I didn’t want to, but I saw everything.
And more. The dusty cat o’ nine tails mounted on the wall gleamed with fresh blood. For now the dead were here.
They came to watch us, Diabolos Whistler’s women, ghosts with memories of nights uncounted in this room and this house. A misplaced flower child with a lashed daisy on her cheek and horror in her eyes screamed warnings at us. A much younger girl with kohled eyes sat clutching herself in a corner, wearing nothing but a torn black T-shirt and cigarette burns on her white thighs. And then there was the blonde chained between the bedposts at the foot of the bed, begging to join us.
No chains restrained her. Not anymore, but she couldn’t realize that. She was dead, underground in a box somewhere if she was lucky, and she would never touch living flesh again. But she begged for a touch or a kiss, and only Circe’s living moans and pleas could eclipse those of the dead woman.
One night I might join the dead. One night I might be here, in this room, as insubstantial as a sigh that comes in the darkest hours.
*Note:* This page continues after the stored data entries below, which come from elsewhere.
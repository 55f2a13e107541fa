//! Average True Range (ATR) indicator.

use crate::services::signals::{make_reading, math, Indicator};
use crate::types::{Candle, IndicatorReading, SignalTag};

/// ATR: Wilder-smoothed true range.
///
/// ATR describes how much the instrument moves, not where it is going, so
/// it never votes. The tag compares ATR to the last close:
/// - below 1% of price: low volatility
/// - 1% of price or more: high volatility
pub struct Atr {
    period: usize,
}

impl Default for Atr {
    fn default() -> Self {
        Self { period: 14 }
    }
}

impl Atr {
    pub fn new(period: usize) -> Self {
        Self { period }
    }

    fn tag(atr: f64, close: f64) -> SignalTag {
        let ratio = atr / close.max(1e-9) * 100.0;
        if ratio < 1.0 {
            SignalTag::LowVolatility
        } else {
            SignalTag::HighVolatility
        }
    }
}

impl Indicator for Atr {
    fn id(&self) -> &str {
        "atr"
    }

    fn name(&self) -> &str {
        "ATR(14)"
    }

    fn min_periods(&self) -> usize {
        self.period
    }

    fn evaluate(&self, candles: &[Candle]) -> Option<IndicatorReading> {
        let atr = math::latest(&math::wilder(&math::true_ranges(candles), self.period))?;
        let close = candles.last()?.close;
        Some(make_reading(self.name(), atr, Self::tag(atr, close)))
    }
}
But not tonight. Tonight I was alive, and all I wanted was Circe-blood pounding through her veins, heart thundering, breaths coming hard and fast. She didn’t see the shackled blonde at the foot of the bed. She didn’t see the ghosts that had been condemned to this room by a tryst with her father. And I didn’t want to see them. All I wanted was the two of us, purging those raw emotions that drew us to Circe’s bed. All I wanted was to gather her in tides of black velvet that would take us deeper and deeper to a dark, empty place where we could be alone when the blackest hour closed around us.
But the dead came, more of them now, came closer, the dead who could endure pains born long ago that were never tempered by time, they came clawing at us through night and velvet and satin. So hungry, driven by urges they couldn’t understand or forget, trying to grasp the life that pounded and surged within us, fumbling with fingers that could not touch us and kissing with lips we could not feel. For their lips were now dust, and their fingers were shorn of flesh, and they were now the most desperate of lovers, driven by the empty impotence of the grave.
I told myself that I was alive and they were dead.
We were not the same. Not at all.
I almost believed it. I closed my eyes. I would not see them. I pulled the blankets close. I would not feel them. I would only feel Circe.
And I would only hear Circe. Not the lies she spoke across a dinner table, but her stripped moans and naked gasps of pleasure.
And the savage drumbeat of her heart.